» What you need to do
Say how many lines in the entries below mention "built", with no other words.

[Dataset entries]

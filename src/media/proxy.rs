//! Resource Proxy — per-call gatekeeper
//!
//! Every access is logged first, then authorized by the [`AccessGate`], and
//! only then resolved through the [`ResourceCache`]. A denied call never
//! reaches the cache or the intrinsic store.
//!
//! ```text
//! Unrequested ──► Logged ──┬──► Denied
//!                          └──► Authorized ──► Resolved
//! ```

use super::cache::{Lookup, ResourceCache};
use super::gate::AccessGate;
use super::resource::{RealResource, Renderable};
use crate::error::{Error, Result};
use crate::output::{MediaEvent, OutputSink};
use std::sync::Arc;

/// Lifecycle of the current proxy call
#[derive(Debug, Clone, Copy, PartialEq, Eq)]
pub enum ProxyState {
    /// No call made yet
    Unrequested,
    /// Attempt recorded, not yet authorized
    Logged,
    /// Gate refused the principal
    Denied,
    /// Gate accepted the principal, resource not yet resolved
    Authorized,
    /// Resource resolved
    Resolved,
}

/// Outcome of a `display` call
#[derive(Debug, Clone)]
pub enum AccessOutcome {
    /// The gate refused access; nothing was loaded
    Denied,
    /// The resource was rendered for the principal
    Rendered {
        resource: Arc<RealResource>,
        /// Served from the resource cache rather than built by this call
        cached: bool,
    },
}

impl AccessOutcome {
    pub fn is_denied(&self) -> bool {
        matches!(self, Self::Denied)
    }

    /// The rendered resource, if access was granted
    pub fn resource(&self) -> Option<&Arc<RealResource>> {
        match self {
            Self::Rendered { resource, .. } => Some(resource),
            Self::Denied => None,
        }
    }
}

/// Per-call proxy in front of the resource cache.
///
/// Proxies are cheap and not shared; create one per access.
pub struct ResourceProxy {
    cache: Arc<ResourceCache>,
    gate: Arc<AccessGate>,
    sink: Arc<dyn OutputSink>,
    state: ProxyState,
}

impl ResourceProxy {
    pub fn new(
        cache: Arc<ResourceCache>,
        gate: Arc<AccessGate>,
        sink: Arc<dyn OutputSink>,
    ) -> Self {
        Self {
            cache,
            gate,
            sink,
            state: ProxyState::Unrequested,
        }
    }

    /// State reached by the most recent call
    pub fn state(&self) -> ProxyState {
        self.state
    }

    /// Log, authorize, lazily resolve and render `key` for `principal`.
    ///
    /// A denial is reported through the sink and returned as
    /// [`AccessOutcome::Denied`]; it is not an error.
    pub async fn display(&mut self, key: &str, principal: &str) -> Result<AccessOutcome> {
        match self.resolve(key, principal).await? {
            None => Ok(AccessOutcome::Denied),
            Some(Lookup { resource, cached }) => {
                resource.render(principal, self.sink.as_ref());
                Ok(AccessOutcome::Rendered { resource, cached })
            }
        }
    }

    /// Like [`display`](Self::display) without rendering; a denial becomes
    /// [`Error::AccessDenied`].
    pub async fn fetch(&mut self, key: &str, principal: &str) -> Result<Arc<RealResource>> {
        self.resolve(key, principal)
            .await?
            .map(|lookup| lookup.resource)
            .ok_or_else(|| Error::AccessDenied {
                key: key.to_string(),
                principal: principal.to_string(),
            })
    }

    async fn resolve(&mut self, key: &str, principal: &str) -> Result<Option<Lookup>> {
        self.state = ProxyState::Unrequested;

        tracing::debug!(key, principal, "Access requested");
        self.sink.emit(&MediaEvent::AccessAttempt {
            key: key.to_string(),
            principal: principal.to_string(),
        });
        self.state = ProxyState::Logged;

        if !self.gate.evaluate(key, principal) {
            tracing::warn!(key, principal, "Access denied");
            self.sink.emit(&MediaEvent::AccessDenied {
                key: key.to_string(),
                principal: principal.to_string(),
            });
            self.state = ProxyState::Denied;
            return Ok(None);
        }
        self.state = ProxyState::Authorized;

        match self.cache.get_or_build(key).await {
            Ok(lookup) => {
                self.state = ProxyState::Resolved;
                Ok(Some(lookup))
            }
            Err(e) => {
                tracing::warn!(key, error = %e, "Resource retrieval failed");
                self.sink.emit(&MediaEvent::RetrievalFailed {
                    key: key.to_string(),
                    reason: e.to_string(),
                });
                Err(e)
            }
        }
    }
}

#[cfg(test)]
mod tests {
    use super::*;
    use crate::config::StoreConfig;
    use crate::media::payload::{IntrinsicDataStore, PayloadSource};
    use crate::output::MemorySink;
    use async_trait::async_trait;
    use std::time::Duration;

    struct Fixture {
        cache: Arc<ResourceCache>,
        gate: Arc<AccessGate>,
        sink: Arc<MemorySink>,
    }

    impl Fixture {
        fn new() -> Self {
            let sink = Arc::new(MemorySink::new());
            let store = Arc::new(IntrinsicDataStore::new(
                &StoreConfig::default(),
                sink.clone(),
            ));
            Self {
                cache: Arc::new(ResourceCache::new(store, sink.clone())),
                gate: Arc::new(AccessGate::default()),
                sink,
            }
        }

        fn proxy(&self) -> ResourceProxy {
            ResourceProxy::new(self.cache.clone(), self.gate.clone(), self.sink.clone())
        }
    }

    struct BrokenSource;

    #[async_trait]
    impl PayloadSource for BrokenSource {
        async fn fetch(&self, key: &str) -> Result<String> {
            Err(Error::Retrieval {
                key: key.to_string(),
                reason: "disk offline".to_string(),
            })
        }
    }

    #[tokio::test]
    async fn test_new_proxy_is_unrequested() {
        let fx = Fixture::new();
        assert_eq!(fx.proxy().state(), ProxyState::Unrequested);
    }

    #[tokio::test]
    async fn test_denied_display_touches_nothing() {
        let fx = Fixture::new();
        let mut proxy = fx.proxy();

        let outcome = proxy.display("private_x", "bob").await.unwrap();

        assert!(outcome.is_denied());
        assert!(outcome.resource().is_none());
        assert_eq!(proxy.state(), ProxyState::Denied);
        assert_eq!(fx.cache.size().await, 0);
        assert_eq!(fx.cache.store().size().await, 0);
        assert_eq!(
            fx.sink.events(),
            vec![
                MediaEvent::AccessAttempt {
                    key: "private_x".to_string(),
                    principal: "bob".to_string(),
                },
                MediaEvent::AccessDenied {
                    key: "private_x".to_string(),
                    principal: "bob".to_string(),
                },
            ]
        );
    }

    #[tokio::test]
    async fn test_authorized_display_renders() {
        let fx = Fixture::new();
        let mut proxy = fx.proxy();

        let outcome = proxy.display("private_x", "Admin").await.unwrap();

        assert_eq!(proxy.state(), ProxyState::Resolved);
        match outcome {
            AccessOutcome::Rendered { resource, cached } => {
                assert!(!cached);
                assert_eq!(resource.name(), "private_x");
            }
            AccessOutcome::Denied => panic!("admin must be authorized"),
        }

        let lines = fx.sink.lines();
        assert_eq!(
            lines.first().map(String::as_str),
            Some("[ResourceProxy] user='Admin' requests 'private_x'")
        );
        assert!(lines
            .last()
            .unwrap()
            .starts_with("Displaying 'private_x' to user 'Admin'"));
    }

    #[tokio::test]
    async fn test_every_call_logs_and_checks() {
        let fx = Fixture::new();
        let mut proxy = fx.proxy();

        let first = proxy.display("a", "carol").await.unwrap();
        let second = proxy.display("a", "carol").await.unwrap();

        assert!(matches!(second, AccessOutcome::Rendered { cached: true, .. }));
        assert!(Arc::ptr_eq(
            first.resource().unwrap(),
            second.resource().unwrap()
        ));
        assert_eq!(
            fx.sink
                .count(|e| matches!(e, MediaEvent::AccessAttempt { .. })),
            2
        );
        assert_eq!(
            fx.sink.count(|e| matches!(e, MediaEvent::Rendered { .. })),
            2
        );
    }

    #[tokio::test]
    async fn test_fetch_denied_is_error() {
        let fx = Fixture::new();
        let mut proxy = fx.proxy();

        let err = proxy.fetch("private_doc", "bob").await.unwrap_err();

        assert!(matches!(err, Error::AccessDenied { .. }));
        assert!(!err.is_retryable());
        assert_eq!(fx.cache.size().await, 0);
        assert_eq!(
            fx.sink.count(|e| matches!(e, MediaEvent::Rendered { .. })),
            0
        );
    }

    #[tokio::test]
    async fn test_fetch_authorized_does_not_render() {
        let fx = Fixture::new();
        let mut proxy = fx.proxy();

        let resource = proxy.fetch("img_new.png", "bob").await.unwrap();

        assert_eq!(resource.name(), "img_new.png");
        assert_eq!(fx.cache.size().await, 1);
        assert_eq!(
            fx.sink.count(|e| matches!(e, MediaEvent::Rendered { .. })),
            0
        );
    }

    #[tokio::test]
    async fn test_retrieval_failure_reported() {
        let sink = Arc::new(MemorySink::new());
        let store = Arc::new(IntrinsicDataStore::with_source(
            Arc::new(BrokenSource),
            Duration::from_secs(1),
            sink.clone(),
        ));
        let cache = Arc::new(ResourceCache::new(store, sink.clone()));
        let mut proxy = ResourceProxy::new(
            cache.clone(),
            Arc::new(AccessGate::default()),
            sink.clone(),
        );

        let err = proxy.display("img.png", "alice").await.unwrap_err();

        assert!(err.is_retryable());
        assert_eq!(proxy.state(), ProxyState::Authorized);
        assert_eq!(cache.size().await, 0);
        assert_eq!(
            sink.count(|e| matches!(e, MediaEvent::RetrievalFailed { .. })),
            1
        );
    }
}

...

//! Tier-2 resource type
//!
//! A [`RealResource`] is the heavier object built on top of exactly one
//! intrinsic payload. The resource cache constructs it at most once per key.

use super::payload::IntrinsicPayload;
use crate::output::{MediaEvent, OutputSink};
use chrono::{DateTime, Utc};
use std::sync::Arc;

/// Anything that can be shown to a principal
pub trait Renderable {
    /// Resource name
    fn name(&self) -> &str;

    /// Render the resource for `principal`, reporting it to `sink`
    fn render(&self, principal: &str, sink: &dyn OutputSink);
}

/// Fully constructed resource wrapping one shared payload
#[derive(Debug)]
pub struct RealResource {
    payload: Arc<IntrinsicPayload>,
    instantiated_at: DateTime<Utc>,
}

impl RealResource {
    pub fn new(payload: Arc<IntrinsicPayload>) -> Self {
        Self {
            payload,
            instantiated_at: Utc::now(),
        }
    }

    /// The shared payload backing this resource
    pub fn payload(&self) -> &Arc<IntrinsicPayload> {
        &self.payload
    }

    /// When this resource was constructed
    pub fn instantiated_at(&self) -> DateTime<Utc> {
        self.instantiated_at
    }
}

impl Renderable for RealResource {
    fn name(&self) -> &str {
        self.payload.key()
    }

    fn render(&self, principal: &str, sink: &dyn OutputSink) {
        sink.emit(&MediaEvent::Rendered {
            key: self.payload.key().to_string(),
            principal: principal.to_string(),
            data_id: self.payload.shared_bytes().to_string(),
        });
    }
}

* * *

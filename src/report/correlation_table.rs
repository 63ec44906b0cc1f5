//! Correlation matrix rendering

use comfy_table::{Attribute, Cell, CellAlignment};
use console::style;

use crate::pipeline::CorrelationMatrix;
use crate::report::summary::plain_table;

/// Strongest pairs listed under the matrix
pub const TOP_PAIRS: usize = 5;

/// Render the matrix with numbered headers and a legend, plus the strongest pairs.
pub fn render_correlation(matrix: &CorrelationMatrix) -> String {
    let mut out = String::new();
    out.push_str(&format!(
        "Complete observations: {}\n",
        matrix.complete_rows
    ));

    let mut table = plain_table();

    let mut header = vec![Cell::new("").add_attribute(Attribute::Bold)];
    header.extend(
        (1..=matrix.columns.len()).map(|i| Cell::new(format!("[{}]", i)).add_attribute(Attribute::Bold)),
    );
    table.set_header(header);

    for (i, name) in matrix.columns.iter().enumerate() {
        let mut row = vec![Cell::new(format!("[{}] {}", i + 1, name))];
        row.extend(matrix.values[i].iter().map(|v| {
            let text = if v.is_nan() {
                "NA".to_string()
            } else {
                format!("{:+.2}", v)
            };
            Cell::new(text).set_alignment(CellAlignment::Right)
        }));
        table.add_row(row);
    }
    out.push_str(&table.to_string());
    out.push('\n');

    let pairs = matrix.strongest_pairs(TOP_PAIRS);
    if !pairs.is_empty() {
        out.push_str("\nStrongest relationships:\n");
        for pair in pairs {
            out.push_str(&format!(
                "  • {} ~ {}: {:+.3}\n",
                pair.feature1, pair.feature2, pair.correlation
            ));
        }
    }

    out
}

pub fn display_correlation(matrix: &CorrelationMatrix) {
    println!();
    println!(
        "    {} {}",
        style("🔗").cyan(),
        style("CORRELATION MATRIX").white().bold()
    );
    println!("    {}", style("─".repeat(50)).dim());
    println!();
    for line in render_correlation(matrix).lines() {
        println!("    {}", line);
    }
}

» Finished exercise
2